[Dataset entries]
------------------------------------------------

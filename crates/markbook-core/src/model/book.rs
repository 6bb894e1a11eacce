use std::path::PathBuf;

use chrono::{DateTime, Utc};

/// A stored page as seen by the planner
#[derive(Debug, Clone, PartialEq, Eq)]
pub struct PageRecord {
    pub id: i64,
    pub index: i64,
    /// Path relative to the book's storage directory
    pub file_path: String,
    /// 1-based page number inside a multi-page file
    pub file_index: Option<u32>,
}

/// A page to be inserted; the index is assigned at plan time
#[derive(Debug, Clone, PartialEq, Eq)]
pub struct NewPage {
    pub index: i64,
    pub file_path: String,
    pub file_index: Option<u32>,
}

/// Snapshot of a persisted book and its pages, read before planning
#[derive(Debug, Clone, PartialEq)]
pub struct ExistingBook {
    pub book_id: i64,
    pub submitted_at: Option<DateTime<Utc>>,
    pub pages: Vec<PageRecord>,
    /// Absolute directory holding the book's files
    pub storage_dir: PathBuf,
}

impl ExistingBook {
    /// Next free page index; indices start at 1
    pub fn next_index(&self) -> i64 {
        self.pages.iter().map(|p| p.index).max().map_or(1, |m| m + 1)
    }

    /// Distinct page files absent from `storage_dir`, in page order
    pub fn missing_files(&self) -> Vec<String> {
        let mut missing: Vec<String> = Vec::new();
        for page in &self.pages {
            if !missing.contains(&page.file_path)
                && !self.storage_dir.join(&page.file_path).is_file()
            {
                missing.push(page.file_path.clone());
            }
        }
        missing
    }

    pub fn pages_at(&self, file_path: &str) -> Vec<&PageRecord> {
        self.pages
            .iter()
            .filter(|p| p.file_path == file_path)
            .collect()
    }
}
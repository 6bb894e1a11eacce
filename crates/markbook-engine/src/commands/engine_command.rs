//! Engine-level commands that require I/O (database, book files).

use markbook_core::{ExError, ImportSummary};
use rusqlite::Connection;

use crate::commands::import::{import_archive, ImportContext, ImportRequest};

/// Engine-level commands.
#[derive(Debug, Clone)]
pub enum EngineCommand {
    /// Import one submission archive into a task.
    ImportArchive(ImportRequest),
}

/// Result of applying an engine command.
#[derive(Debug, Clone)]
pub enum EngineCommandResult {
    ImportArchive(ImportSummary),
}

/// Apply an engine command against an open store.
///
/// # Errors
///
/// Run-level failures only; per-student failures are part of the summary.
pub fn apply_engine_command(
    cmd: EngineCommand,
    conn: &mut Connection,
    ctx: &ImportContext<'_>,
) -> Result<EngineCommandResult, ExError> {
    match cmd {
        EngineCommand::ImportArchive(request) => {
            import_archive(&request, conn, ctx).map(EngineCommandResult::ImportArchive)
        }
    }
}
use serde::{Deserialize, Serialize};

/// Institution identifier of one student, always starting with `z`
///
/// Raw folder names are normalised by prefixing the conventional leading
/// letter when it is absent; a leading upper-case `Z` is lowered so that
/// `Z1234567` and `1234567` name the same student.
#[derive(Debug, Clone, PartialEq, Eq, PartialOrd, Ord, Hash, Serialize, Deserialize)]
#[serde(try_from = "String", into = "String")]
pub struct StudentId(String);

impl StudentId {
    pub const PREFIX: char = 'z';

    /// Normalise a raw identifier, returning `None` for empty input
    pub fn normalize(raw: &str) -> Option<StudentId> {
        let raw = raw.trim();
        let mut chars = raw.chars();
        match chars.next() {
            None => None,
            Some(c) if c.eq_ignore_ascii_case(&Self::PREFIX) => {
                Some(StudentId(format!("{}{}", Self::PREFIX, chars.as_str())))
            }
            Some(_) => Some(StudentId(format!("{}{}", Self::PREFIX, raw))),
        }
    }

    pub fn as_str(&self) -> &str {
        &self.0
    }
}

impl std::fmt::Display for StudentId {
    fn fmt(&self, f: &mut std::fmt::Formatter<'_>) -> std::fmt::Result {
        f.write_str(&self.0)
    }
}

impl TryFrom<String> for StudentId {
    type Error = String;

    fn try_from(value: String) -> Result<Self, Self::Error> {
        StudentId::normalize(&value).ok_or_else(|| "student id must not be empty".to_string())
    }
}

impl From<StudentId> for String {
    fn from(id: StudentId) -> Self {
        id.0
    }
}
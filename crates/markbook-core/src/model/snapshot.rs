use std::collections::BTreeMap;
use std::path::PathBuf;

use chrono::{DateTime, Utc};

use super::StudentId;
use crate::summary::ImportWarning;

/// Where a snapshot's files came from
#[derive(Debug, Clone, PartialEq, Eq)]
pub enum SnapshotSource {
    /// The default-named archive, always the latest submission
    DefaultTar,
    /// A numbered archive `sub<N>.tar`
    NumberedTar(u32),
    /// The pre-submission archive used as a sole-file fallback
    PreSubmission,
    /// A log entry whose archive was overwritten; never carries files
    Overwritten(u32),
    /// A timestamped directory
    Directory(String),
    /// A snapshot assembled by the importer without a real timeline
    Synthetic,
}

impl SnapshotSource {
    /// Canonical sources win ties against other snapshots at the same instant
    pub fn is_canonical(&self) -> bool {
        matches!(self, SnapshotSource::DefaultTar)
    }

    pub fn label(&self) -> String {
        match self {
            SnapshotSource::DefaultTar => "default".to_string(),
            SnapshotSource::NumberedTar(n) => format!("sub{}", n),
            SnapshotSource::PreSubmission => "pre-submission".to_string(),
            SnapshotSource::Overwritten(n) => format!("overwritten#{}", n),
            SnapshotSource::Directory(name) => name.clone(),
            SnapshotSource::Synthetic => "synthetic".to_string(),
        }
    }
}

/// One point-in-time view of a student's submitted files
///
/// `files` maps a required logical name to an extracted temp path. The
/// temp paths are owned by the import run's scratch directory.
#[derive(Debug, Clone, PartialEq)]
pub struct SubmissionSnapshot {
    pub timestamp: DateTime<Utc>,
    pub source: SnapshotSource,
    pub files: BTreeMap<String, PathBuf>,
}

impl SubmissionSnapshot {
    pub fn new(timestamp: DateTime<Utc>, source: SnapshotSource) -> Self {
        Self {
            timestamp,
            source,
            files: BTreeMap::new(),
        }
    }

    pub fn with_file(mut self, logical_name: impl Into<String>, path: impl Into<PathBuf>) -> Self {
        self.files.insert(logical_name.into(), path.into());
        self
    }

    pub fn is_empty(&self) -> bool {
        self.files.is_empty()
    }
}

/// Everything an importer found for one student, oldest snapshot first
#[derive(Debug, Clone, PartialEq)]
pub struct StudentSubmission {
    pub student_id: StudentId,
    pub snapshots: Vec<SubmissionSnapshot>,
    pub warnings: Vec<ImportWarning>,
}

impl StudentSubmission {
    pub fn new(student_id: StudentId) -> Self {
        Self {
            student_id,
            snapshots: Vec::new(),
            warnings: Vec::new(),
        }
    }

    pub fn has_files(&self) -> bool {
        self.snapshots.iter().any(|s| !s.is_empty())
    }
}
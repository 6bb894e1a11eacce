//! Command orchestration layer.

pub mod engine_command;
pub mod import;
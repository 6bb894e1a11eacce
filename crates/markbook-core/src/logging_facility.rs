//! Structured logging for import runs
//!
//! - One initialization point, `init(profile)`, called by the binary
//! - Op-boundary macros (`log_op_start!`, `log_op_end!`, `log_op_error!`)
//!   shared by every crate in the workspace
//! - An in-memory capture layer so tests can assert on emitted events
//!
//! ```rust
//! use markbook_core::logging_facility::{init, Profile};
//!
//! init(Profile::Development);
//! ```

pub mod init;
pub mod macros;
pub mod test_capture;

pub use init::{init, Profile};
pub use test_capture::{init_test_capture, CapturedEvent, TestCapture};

------------------------------------------------

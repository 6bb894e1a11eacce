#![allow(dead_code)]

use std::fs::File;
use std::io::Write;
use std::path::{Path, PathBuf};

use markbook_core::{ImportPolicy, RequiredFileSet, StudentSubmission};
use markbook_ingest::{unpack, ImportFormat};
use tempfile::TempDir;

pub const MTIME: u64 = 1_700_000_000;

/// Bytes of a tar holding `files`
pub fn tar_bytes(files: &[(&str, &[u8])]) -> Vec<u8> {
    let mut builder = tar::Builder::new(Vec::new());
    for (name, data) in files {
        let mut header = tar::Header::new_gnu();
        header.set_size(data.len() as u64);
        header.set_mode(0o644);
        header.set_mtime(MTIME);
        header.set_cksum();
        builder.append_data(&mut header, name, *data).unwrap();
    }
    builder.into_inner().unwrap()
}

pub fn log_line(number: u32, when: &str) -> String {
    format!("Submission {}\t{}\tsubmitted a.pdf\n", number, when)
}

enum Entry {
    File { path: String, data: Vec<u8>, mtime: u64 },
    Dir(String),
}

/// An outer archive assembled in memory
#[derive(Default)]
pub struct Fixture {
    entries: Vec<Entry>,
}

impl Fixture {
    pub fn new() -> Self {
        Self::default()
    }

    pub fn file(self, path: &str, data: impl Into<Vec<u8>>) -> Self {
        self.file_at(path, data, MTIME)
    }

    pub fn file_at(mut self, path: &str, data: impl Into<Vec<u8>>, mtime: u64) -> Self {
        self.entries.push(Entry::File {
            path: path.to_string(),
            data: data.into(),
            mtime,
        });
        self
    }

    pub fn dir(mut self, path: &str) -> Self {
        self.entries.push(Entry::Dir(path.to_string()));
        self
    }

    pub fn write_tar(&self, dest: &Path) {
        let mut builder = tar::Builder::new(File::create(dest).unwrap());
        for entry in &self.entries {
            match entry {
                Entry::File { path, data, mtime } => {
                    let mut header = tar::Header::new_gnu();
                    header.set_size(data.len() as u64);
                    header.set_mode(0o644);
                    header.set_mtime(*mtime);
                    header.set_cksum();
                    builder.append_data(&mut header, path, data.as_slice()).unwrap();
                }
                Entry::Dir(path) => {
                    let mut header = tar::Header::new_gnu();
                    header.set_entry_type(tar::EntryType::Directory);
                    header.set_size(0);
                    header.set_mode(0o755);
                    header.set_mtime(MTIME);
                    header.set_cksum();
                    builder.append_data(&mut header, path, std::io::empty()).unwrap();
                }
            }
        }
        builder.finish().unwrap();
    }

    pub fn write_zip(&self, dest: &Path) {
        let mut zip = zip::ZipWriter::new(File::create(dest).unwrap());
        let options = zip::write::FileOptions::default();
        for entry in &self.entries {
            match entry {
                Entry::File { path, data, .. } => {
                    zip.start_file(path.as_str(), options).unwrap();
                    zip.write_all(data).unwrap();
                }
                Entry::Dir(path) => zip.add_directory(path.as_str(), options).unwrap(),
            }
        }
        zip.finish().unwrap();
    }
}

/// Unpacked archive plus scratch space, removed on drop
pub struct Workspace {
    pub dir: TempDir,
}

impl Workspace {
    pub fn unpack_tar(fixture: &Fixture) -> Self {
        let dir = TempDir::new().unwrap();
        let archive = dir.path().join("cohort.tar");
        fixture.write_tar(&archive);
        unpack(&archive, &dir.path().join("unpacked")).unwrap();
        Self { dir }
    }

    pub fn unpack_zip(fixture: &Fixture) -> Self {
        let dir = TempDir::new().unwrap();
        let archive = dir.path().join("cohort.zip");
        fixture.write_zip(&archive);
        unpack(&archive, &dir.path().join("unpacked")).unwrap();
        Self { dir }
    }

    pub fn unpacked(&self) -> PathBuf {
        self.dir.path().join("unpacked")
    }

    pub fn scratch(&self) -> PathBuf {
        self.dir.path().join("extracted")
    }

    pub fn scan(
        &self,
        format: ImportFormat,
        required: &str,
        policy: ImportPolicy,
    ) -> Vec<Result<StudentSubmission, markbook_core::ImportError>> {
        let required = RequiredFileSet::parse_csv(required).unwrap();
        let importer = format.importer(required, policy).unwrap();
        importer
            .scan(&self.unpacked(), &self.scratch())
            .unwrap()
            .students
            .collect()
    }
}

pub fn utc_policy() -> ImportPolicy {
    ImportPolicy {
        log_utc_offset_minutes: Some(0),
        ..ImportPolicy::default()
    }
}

------------------------------------------------

## WORK INSTRUCTION
Which lines in the records above contain the word "ImportContext"? Copy each one.

## RESPONSE TO THIS EXERCISE
use crate::commands::import::{import_archive, ImportContext, ImportRequest};
    ctx: &ImportContext<'_>,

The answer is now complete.